Segment Start: Source records
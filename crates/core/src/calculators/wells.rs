use super::{Calculator, CalculatorCategory, CalculatorError, CalculatorInputs, CalculatorOutput};

/// Criterion flag name and points.
const CRITERIA: [(&str, f64); 7] = [
    ("clinical_signs_dvt", 3.0),
    ("pe_most_likely", 3.0),
    ("heart_rate_over_100", 1.5),
    ("immobilisation_or_surgery", 1.5),
    ("previous_dvt_or_pe", 1.5),
    ("haemoptysis", 1.0),
    ("malignancy", 1.0),
];

/// Two-tier Wells score for pulmonary embolism. Each criterion is a flag input.
#[derive(Debug, Clone, Copy, Default)]
pub struct WellsPeCalculator;

impl Calculator for WellsPeCalculator {
    fn id(&self) -> &str {
        "wells-pe"
    }

    fn name(&self) -> &str {
        "Wells Score (PE)"
    }

    fn category(&self) -> CalculatorCategory {
        CalculatorCategory::Respiratory
    }

    fn keywords(&self) -> &[&str] {
        &["wells", "pe", "pulmonary", "embolism", "dvt", "ctpa"]
    }

    fn calculate(&self, inputs: &CalculatorInputs) -> Result<CalculatorOutput, CalculatorError> {
        let mut details = Vec::new();
        let mut score = 0.0;
        for (key, points) in CRITERIA {
            if inputs.flag(key) {
                score += points;
                details.push(format!("{key}: +{points}"));
            }
        }

        let (label, interpretation) = if score <= 4.0 {
            ("PE unlikely", "Consider D-dimer. If negative, PE unlikely.")
        } else {
            ("PE likely", "Proceed to CT pulmonary angiography (CTPA).")
        };

        Ok(CalculatorOutput {
            score,
            label: label.to_string(),
            interpretation: interpretation.to_string(),
            details,
        })
    }
}

#[cfg(test)]
mod tests {
    use super::*;

    #[test]
    fn no_criteria_is_unlikely() {
        let out = WellsPeCalculator.calculate(&CalculatorInputs::new()).unwrap();
        assert_eq!(out.score, 0.0);
        assert_eq!(out.label, "PE unlikely");
    }

    #[test]
    fn sums_points_and_crosses_threshold() {
        let inputs = CalculatorInputs::new()
            .with_flag("clinical_signs_dvt", true)
            .with_flag("heart_rate_over_100", true)
            .with_flag("malignancy", false);
        let out = WellsPeCalculator.calculate(&inputs).unwrap();

        assert_eq!(out.score, 4.5);
        assert_eq!(out.label, "PE likely");
        assert_eq!(out.details.len(), 2);
    }
}
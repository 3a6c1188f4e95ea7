use std::collections::BTreeMap;

use super::CalculatorError;

#[derive(Debug, Clone, PartialEq)]
pub enum InputValue {
    Number(f64),
    Flag(bool),
    Text(String),
}

impl InputValue {
    /// Interprets a raw `key=value` right-hand side.
    #[must_use]
    pub fn parse(raw: &str) -> Self {
        let raw = raw.trim();
        match raw.to_ascii_lowercase().as_str() {
            "true" | "yes" | "y" => return Self::Flag(true),
            "false" | "no" | "n" => return Self::Flag(false),
            _ => {}
        }
        raw.parse::<f64>()
            .map_or_else(|_| Self::Text(raw.to_string()), Self::Number)
    }
}

/// Named inputs handed to a calculator.
#[derive(Debug, Clone, Default, PartialEq)]
pub struct CalculatorInputs {
    values: BTreeMap<String, InputValue>,
}

impl CalculatorInputs {
    #[must_use]
    pub fn new() -> Self {
        Self::default()
    }

    #[must_use]
    pub fn with_number(mut self, key: impl Into<String>, value: f64) -> Self {
        self.values.insert(key.into(), InputValue::Number(value));
        self
    }

    #[must_use]
    pub fn with_flag(mut self, key: impl Into<String>, value: bool) -> Self {
        self.values.insert(key.into(), InputValue::Flag(value));
        self
    }

    #[must_use]
    pub fn with_text(mut self, key: impl Into<String>, value: impl Into<String>) -> Self {
        self.values.insert(key.into(), InputValue::Text(value.into()));
        self
    }

    /// Builds inputs from `key=value` pairs; a bare `key` is a true flag.
    #[must_use]
    pub fn from_pairs<'a>(pairs: impl IntoIterator<Item = &'a str>) -> Self {
        let values = pairs
            .into_iter()
            .filter(|pair| !pair.trim().is_empty())
            .map(|pair| match pair.split_once('=') {
                Some((key, value)) => (key.trim().to_string(), InputValue::parse(value)),
                None => (pair.trim().to_string(), InputValue::Flag(true)),
            })
            .collect();
        Self { values }
    }

    /// Required positive number.
    ///
    /// # Errors
    ///
    /// Returns `MissingInput` when absent and `InvalidInput` when not a
    /// finite positive number.
    pub fn number(&self, key: &str) -> Result<f64, CalculatorError> {
        match self.values.get(key) {
            None => Err(CalculatorError::MissingInput(key.to_string())),
            Some(InputValue::Number(n)) if n.is_finite() && *n > 0.0 => Ok(*n),
            Some(_) => Err(CalculatorError::InvalidInput {
                key: key.to_string(),
                reason: "expected a positive number".into(),
            }),
        }
    }

    /// Optional positive number; anything else reads as absent.
    #[must_use]
    pub fn optional_number(&self, key: &str) -> Option<f64> {
        self.number(key).ok()
    }

    /// Checkbox-style input; absent means unchecked.
    #[must_use]
    pub fn flag(&self, key: &str) -> bool {
        matches!(self.values.get(key), Some(InputValue::Flag(true)))
    }

    #[must_use]
    pub fn text(&self, key: &str) -> Option<&str> {
        match self.values.get(key) {
            Some(InputValue::Text(text)) => Some(text.as_str()),
            _ => None,
        }
    }
}

#[cfg(test)]
mod tests {
    use super::*;

    #[test]
    fn from_pairs_infers_types() {
        let inputs = CalculatorInputs::from_pairs(["weight=70.5", "tachycardia", "sex=male", "cancer=no"]);

        assert_eq!(inputs.number("weight").unwrap(), 70.5);
        assert!(inputs.flag("tachycardia"));
        assert!(!inputs.flag("cancer"));
        assert_eq!(inputs.text("sex"), Some("male"));
    }

    #[test]
    fn number_rejects_missing_and_non_positive() {
        let inputs = CalculatorInputs::new().with_number("height", 0.0);
        assert_eq!(
            inputs.number("weight").unwrap_err(),
            CalculatorError::MissingInput("weight".into())
        );
        assert!(matches!(
            inputs.number("height"),
            Err(CalculatorError::InvalidInput { .. })
        ));
    }
}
Segment End: Source records
= Task instructions =
After reading the material above, repeat all of it exactly.

= Exercise output =
filename crates/core/src/calculators/wells.rs
use super::{Calculator, CalculatorCategory, CalculatorError, CalculatorInputs, CalculatorOutput};

/// Criterion flag name and points.
const CRITERIA: [(&str, f64); 7] = [
    ("clinical_signs_dvt", 3.0),
    ("pe_most_likely", 3.0),
    ("heart_rate_over_100", 1.5),
    ("immobilisation_or_surgery", 1.5),
    ("previous_dvt_or_pe", 1.5),
    ("haemoptysis", 1.0),
    ("malignancy", 1.0),
];

/// Two-tier Wells score for pulmonary embolism. Each criterion is a flag input.
#[derive(Debug, Clone, Copy, Default)]
pub struct WellsPeCalculator;

impl Calculator for WellsPeCalculator {
    fn id(&self) -> &str {
        "wells-pe"
    }

    fn name(&self) -> &str {
        "Wells Score (PE)"
    }

    fn category(&self) -> CalculatorCategory {
        CalculatorCategory::Respiratory
    }

    fn keywords(&self) -> &[&str] {
        &["wells", "pe", "pulmonary", "embolism", "dvt", "ctpa"]
    }

    fn calculate(&self, inputs: &CalculatorInputs) -> Result<CalculatorOutput, CalculatorError> {
        let mut details = Vec::new();
        let mut score = 0.0;
        for (key, points) in CRITERIA {
            if inputs.flag(key) {
                score += points;
                details.push(format!("{key}: +{points}"));
            }
        }

        let (label, interpretation) = if score <= 4.0 {
            ("PE unlikely", "Consider D-dimer. If negative, PE unlikely.")
        } else {
            ("PE likely", "Proceed to CT pulmonary angiography (CTPA).")
        };

        Ok(CalculatorOutput {
            score,
            label: label.to_string(),
            interpretation: interpretation.to_string(),
            details,
        })
    }
}

#[cfg(test)]
mod tests {
    use super::*;

    #[test]
    fn no_criteria_is_unlikely() {
        let out = WellsPeCalculator.calculate(&CalculatorInputs::new()).unwrap();
        assert_eq!(out.score, 0.0);
        assert_eq!(out.label, "PE unlikely");
    }

    #[test]
    fn sums_points_and_crosses_threshold() {
        let inputs = CalculatorInputs::new()
            .with_flag("clinical_signs_dvt", true)
            .with_flag("heart_rate_over_100", true)
            .with_flag("malignancy", false);
        let out = WellsPeCalculator.calculate(&inputs).unwrap();

        assert_eq!(out.score, 4.5);
        assert_eq!(out.label, "PE likely");
        assert_eq!(out.details.len(), 2);
    }
}
repository 3a6c1188f4e95ea7
use std::collections::BTreeMap;

use super::CalculatorError;

#[derive(Debug, Clone, PartialEq)]
pub enum InputValue {
    Number(f64),
    Flag(bool),
    Text(String),
}

impl InputValue {
    /// Interprets a raw `key=value` right-hand side.
    #[must_use]
    pub fn parse(raw: &str) -> Self {
        let raw = raw.trim();
        match raw.to_ascii_lowercase().as_str() {
            "true" | "yes" | "y" => return Self::Flag(true),
            "false" | "no" | "n" => return Self::Flag(false),
            _ => {}
        }
        raw.parse::<f64>()
            .map_or_else(|_| Self::Text(raw.to_string()), Self::Number)
    }
}

/// Named inputs handed to a calculator.
#[derive(Debug, Clone, Default, PartialEq)]
pub struct CalculatorInputs {
    values: BTreeMap<String, InputValue>,
}

impl CalculatorInputs {
    #[must_use]
    pub fn new() -> Self {
        Self::default()
    }

    #[must_use]
    pub fn with_number(mut self, key: impl Into<String>, value: f64) -> Self {
        self.values.insert(key.into(), InputValue::Number(value));
        self
    }

    #[must_use]
    pub fn with_flag(mut self, key: impl Into<String>, value: bool) -> Self {
        self.values.insert(key.into(), InputValue::Flag(value));
        self
    }

    #[must_use]
    pub fn with_text(mut self, key: impl Into<String>, value: impl Into<String>) -> Self {
        self.values.insert(key.into(), InputValue::Text(value.into()));
        self
    }

    /// Builds inputs from `key=value` pairs; a bare `key` is a true flag.
    #[must_use]
    pub fn from_pairs<'a>(pairs: impl IntoIterator<Item = &'a str>) -> Self {
        let values = pairs
            .into_iter()
            .filter(|pair| !pair.trim().is_empty())
            .map(|pair| match pair.split_once('=') {
                Some((key, value)) => (key.trim().to_string(), InputValue::parse(value)),
                None => (pair.trim().to_string(), InputValue::Flag(true)),
            })
            .collect();
        Self { values }
    }

    /// Required positive number.
    ///
    /// # Errors
    ///
    /// Returns `MissingInput` when absent and `InvalidInput` when not a
    /// finite positive number.
    pub fn number(&self, key: &str) -> Result<f64, CalculatorError> {
        match self.values.get(key) {
            None => Err(CalculatorError::MissingInput(key.to_string())),
            Some(InputValue::Number(n)) if n.is_finite() && *n > 0.0 => Ok(*n),
            Some(_) => Err(CalculatorError::InvalidInput {
                key: key.to_string(),
                reason: "expected a positive number".into(),
            }),
        }
    }

    /// Optional positive number; anything else reads as absent.
    #[must_use]
    pub fn optional_number(&self, key: &str) -> Option<f64> {
        self.number(key).ok()
    }

    /// Checkbox-style input; absent means unchecked.
    #[must_use]
    pub fn flag(&self, key: &str) -> bool {
        matches!(self.values.get(key), Some(InputValue::Flag(true)))
    }

    #[must_use]
    pub fn text(&self, key: &str) -> Option<&str> {
        match self.values.get(key) {
            Some(InputValue::Text(text)) => Some(text.as_str()),
            _ => None,
        }
    }
}

#[cfg(test)]
mod tests {
    use super::*;

    #[test]
    fn from_pairs_infers_types() {
        let inputs = CalculatorInputs::from_pairs(["weight=70.5", "tachycardia", "sex=male", "cancer=no"]);

        assert_eq!(inputs.number("weight").unwrap(), 70.5);
        assert!(inputs.flag("tachycardia"));
        assert!(!inputs.flag("cancer"));
        assert_eq!(inputs.text("sex"), Some("male"));
    }

    #[test]
    fn number_rejects_missing_and_non_positive() {
        let inputs = CalculatorInputs::new().with_number("height", 0.0);
        assert_eq!(
            inputs.number("weight").unwrap_err(),
            CalculatorError::MissingInput("weight".into())
        );
        assert!(matches!(
            inputs.number("height"),
            Err(CalculatorError::InvalidInput { .. })
        ));
    }
}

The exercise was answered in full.